Could you restate every line of the data word for word?

*** Data provided ***

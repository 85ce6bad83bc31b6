// Shared types module - Colour values used across the render pipeline

use anyhow::Result;

// Gradient interpolation mode
#[derive(Debug, Clone, Copy, PartialEq, Eq, Default)]
pub enum InterpolationMode {
    #[default]
    Linear,
    Basis,
    CatmullRom,
}

impl InterpolationMode {
    pub fn from_string(s: &str) -> Self {
        match s.trim().to_lowercase().as_str() {
            "basis" => InterpolationMode::Basis,
            "catmullrom" | "catmull_rom" => InterpolationMode::CatmullRom,
            _ => InterpolationMode::Linear,
        }
    }
}

// RGB color representation
#[derive(Clone, Copy, Debug, Default, PartialEq, Eq)]
pub struct Rgb {
    pub r: u8,
    pub g: u8,
    pub b: u8,
}

impl Rgb {
    pub const BLACK: Rgb = Rgb::new(0, 0, 0);
    pub const WHITE: Rgb = Rgb::new(255, 255, 255);
    pub const RED: Rgb = Rgb::new(255, 0, 0);
    pub const GREEN: Rgb = Rgb::new(0, 128, 0);
    pub const BLUE: Rgb = Rgb::new(0, 0, 255);
    pub const PURPLE: Rgb = Rgb::new(128, 0, 128);

    pub const fn new(r: u8, g: u8, b: u8) -> Self {
        Rgb { r, g, b }
    }

    pub fn from_hex(hex: &str) -> Result<Self> {
        let hex = hex.trim().trim_start_matches('#');
        if hex.len() != 6 || !hex.is_ascii() {
            anyhow::bail!("Invalid hex color: {}", hex);
        }
        Ok(Rgb {
            r: u8::from_str_radix(&hex[0..2], 16)?,
            g: u8::from_str_radix(&hex[2..4], 16)?,
            b: u8::from_str_radix(&hex[4..6], 16)?,
        })
    }

    /// Move each channel from `self` toward `other` by `weight / 255`.
    /// Exact at both ends: weight 0 keeps `self`, weight 255 yields `other`.
    pub fn blend(self, other: Rgb, weight: u8) -> Rgb {
        let w = weight as u16;
        let mix = |a: u8, b: u8| ((a as u16 * (255 - w) + b as u16 * w + 127) / 255) as u8;
        Rgb {
            r: mix(self.r, other.r),
            g: mix(self.g, other.g),
            b: mix(self.b, other.b),
        }
    }

    /// Scale all channels by `brightness / 255`.
    pub fn scale(self, brightness: u8) -> Rgb {
        let s = brightness as u16;
        let apply = |c: u8| ((c as u16 * s + 127) / 255) as u8;
        Rgb {
            r: apply(self.r),
            g: apply(self.g),
            b: apply(self.b),
        }
    }
}

/// Flatten a colour buffer into packed RGB bytes, applying a global brightness.
pub fn frame_to_bytes(frame: &[Rgb], brightness: u8) -> Vec<u8> {
    let mut output = Vec::with_capacity(frame.len() * 3);
    for pixel in frame {
        let p = if brightness == 255 { *pixel } else { pixel.scale(brightness) };
        output.extend_from_slice(&[p.r, p.g, p.b]);
    }
    output
}

#[cfg(test)]
mod tests {
    use super::*;

    #[test]
    fn test_from_hex() {
        let c = Rgb::from_hex("#D40202").unwrap();
        assert_eq!(c, Rgb::new(212, 2, 2));
        assert!(Rgb::from_hex("12345").is_err());
        assert!(Rgb::from_hex("GG0000").is_err());
    }

    #[test]
    fn test_blend_endpoints_are_exact() {
        let a = Rgb::new(10, 200, 33);
        let b = Rgb::new(250, 0, 128);
        assert_eq!(a.blend(b, 0), a);
        assert_eq!(a.blend(b, 255), b);

        let mid = Rgb::BLACK.blend(Rgb::WHITE, 128);
        assert_eq!(mid, Rgb::new(128, 128, 128));
    }

    #[test]
    fn test_scale_and_bytes() {
        assert_eq!(Rgb::WHITE.scale(0), Rgb::BLACK);
        assert_eq!(Rgb::WHITE.scale(255), Rgb::WHITE);
        assert_eq!(Rgb::new(200, 100, 0).scale(128), Rgb::new(100, 50, 0));

        let bytes = frame_to_bytes(&[Rgb::RED, Rgb::new(2, 4, 6)], 255);
        assert_eq!(bytes, vec![255, 0, 0, 2, 4, 6]);
        let dimmed = frame_to_bytes(&[Rgb::WHITE], 128);
        assert_eq!(dimmed, vec![128, 128, 128]);
    }

    #[test]
    fn test_interpolation_from_string() {
        assert_eq!(InterpolationMode::from_string("Basis"), InterpolationMode::Basis);
        assert_eq!(InterpolationMode::from_string(" catmullrom "), InterpolationMode::CatmullRom);
        assert_eq!(InterpolationMode::from_string("nope"), InterpolationMode::Linear);
    }
}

***

## Exercise output
repository 85ce6bad83bc31b6
// Shared types module - Colour values used across the render pipeline

use anyhow::Result;

// Gradient interpolation mode
#[derive(Debug, Clone, Copy, PartialEq, Eq, Default)]
pub enum InterpolationMode {
    #[default]
    Linear,
    Basis,
    CatmullRom,
}

impl InterpolationMode {
    pub fn from_string(s: &str) -> Self {
        match s.trim().to_lowercase().as_str() {
            "basis" => InterpolationMode::Basis,
            "catmullrom" | "catmull_rom" => InterpolationMode::CatmullRom,
            _ => InterpolationMode::Linear,
        }
    }
}

// RGB color representation
#[derive(Clone, Copy, Debug, Default, PartialEq, Eq)]
pub struct Rgb {
    pub r: u8,
    pub g: u8,
    pub b: u8,
}

impl Rgb {
    pub const BLACK: Rgb = Rgb::new(0, 0, 0);
    pub const WHITE: Rgb = Rgb::new(255, 255, 255);
    pub const RED: Rgb = Rgb::new(255, 0, 0);
    pub const GREEN: Rgb = Rgb::new(0, 128, 0);
    pub const BLUE: Rgb = Rgb::new(0, 0, 255);
    pub const PURPLE: Rgb = Rgb::new(128, 0, 128);

    pub const fn new(r: u8, g: u8, b: u8) -> Self {
        Rgb { r, g, b }
    }

    pub fn from_hex(hex: &str) -> Result<Self> {
        let hex = hex.trim().trim_start_matches('#');
        if hex.len() != 6 || !hex.is_ascii() {
            anyhow::bail!("Invalid hex color: {}", hex);
        }
        Ok(Rgb {
            r: u8::from_str_radix(&hex[0..2], 16)?,
            g: u8::from_str_radix(&hex[2..4], 16)?,
            b: u8::from_str_radix(&hex[4..6], 16)?,
        })
    }

    /// Move each channel from `self` toward `other` by `weight / 255`.
    /// Exact at both ends: weight 0 keeps `self`, weight 255 yields `other`.
    pub fn blend(self, other: Rgb, weight: u8) -> Rgb {
        let w = weight as u16;
        let mix = |a: u8, b: u8| ((a as u16 * (255 - w) + b as u16 * w + 127) / 255) as u8;
        Rgb {
            r: mix(self.r, other.r),
            g: mix(self.g, other.g),
            b: mix(self.b, other.b),
        }
    }

    /// Scale all channels by `brightness / 255`.
    pub fn scale(self, brightness: u8) -> Rgb {
        let s = brightness as u16;
        let apply = |c: u8| ((c as u16 * s + 127) / 255) as u8;
        Rgb {
            r: apply(self.r),
            g: apply(self.g),
            b: apply(self.b),
        }
    }
}

/// Flatten a colour buffer into packed RGB bytes, applying a global brightness.
pub fn frame_to_bytes(frame: &[Rgb], brightness: u8) -> Vec<u8> {
    let mut output = Vec::with_capacity(frame.len() * 3);
    for pixel in frame {
        let p = if brightness == 255 { *pixel } else { pixel.scale(brightness) };
        output.extend_from_slice(&[p.r, p.g, p.b]);
    }
    output
}

#[cfg(test)]
mod tests {
    use super::*;

    #[test]
    fn test_from_hex() {
        let c = Rgb::from_hex("#D40202").unwrap();
        assert_eq!(c, Rgb::new(212, 2, 2));
        assert!(Rgb::from_hex("12345").is_err());
        assert!(Rgb::from_hex("GG0000").is_err());
    }

    #[test]
    fn test_blend_endpoints_are_exact() {
        let a = Rgb::new(10, 200, 33);
        let b = Rgb::new(250, 0, 128);
        assert_eq!(a.blend(b, 0), a);
        assert_eq!(a.blend(b, 255), b);

        let mid = Rgb::BLACK.blend(Rgb::WHITE, 128);
        assert_eq!(mid, Rgb::new(128, 128, 128));
    }

    #[test]
    fn test_scale_and_bytes() {
        assert_eq!(Rgb::WHITE.scale(0), Rgb::BLACK);
        assert_eq!(Rgb::WHITE.scale(255), Rgb::WHITE);
        assert_eq!(Rgb::new(200, 100, 0).scale(128), Rgb::new(100, 50, 0));

        let bytes = frame_to_bytes(&[Rgb::RED, Rgb::new(2, 4, 6)], 255);
        assert_eq!(bytes, vec![255, 0, 0, 2, 4, 6]);
        let dimmed = frame_to_bytes(&[Rgb::WHITE], 128);
        assert_eq!(dimmed, vec![128, 128, 128]);
    }

    #[test]
    fn test_interpolation_from_string() {
        assert_eq!(InterpolationMode::from_string("Basis"), InterpolationMode::Basis);
        assert_eq!(InterpolationMode::from_string(" catmullrom "), InterpolationMode::CatmullRom);
        assert_eq!(InterpolationMode::from_string("nope"), InterpolationMode::Linear);
    }
}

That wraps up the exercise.